In November 1532, a group of 168 Spaniards seized the Inca emperor Atahuallpa in the town of Cajamarca, in the northern Peruvian highlands. Their act, quickly taken as a symbol of the conquest of a vast empire, brought them unprecedented rewards in gold and silver; it made them celebrities, gave them first choice of positions of honor and power in the new Peru of the Spaniards, and opened up the possibility of a splendid life at home in Spain, if they so desired. Thus they became men of consequence, at the epicenter of a swift and irrevocable transformation of the Andean region. Yet before that memorable day in Cajamarca they had been quite unexceptional, a reasonable sampling of Spaniards on expeditions all over the Indies at the time of the great conquests.
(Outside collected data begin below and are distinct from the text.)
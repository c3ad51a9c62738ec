//! Item exchange between containers.

use crate::packing::{Container, Solution, Weight};
use log::trace;
use rand::Rng;

/// Exchange of item `first_item` in container `first` with item
/// `second_item` in container `second`.
#[derive(Debug, Clone, Copy, PartialEq, Eq)]
struct Exchange {
    first: usize,
    first_item: usize,
    second: usize,
    second_item: usize,
}

/// Exchanges one item between two different containers.
///
/// The first item is chosen as "uniform container, then uniform item
/// within it", conditioned on the item having at least one exchange
/// partner: a pair `(A, i)` is drawn with weight `1 / |A|` among the pairs
/// that have a partner. The partner container is then uniform among those
/// holding a compatible item, and the partner item uniform within it.
///
/// Items `a` in `A` and `b` in `B` are compatible when `b` fits into `A`
/// without `a` and `a` fits into `B` without `b`. Container sizes never
/// change, so no container is removed. The input is never modified.
pub fn swap<R: Rng>(solution: &Solution, capacity: Weight, rng: &mut R) -> Solution {
    let mut next = solution.clone();

    let Some(mv) = pick(solution, capacity, rng) else {
        trace!("swap: no compatible item pair");
        return next;
    };

    let a = solution.containers()[mv.first].weights()[mv.first_item];
    let b = next.container_mut(mv.second).replace(mv.second_item, a);
    next.container_mut(mv.first).replace(mv.first_item, b);
    next
}

fn pick<R: Rng>(solution: &Solution, capacity: Weight, rng: &mut R) -> Option<Exchange> {
    let containers = solution.containers();
    let sums: Vec<Weight> = containers.iter().map(Container::sum).collect();

    // Weighted random order without replacement (Efraimidis-Spirakis):
    // key = u^(1/w) with w = 1/|A|, compared in log space. The first pair
    // in this order that has a partner is distributed exactly as the
    // draw-and-retry scheme.
    let mut order: Vec<(f64, usize, usize)> = Vec::with_capacity(solution.item_count());
    for (a, container) in containers.iter().enumerate() {
        let len = container.len() as f64;
        for i in 0..container.len() {
            let u: f64 = rng.random();
            order.push(((1.0 - u).ln() * len, a, i));
        }
    }
    order.sort_unstable_by(|x, y| y.0.total_cmp(&x.0));

    for &(_, first, first_item) in &order {
        let partners = partners(containers, &sums, capacity, first, first_item);
        if partners.is_empty() {
            continue;
        }

        let (second, items) = &partners[rng.random_range(0..partners.len())];
        let second_item = items[rng.random_range(0..items.len())];
        return Some(Exchange {
            first,
            first_item,
            second: *second,
            second_item,
        });
    }

    None
}

/// Compatible items for `containers[first][item]`, grouped by container.
fn partners(
    containers: &[Container],
    sums: &[Weight],
    capacity: Weight,
    first: usize,
    item: usize,
) -> Vec<(usize, Vec<usize>)> {
    let a = containers[first].weights()[item];
    let room_in_first = capacity - (sums[first] - a);

    containers
        .iter()
        .enumerate()
        .filter(|&(b, _)| b != first)
        .filter_map(|(b, container)| {
            let items: Vec<usize> = container
                .weights()
                .iter()
                .enumerate()
                .filter(|&(_, &w)| w <= room_in_first && a <= capacity - (sums[b] - w))
                .map(|(j, _)| j)
                .collect();
            (!items.is_empty()).then_some((b, items))
        })
        .collect()
}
The Men of Cajamarca is perhaps the fullest treatment yet published of any group of early Spaniards in America. Part I examines general types, characteristics, and processes visible in the group as representative Spanish immigrants, central to the establishment of a Spanish presence in the New World’s richest land. The intention is to contribute to a changing image of the Spanish conqueror, a man motivated more by pragmatic self-interest than by any love of adventure, capable and versatile as often as illiterate and rough. Aiming at permanence more than new landfalls, these men created the governmental units and settlement distribution of much of Spanish America and set lasting patterns for a new society.
Part II contains the men’s individual biographies, ranging from a few lines for the most obscure to many pages of analysis for the best-documented figures. The author traces the lives of the men to their beginnings in Spain and follows their careers after the episode in Cajamarca.
By James Lockhart
James Lockhart, Professor Emeritus at the University of California, Los Angeles, is the author of Spanish Peru, 1532–1560 and several substantial articles on the theory and practice of Latin American social history. He previously taught at Colgate University and the University of Texas, and has served as associate editor of the Hispanic American Historical Review.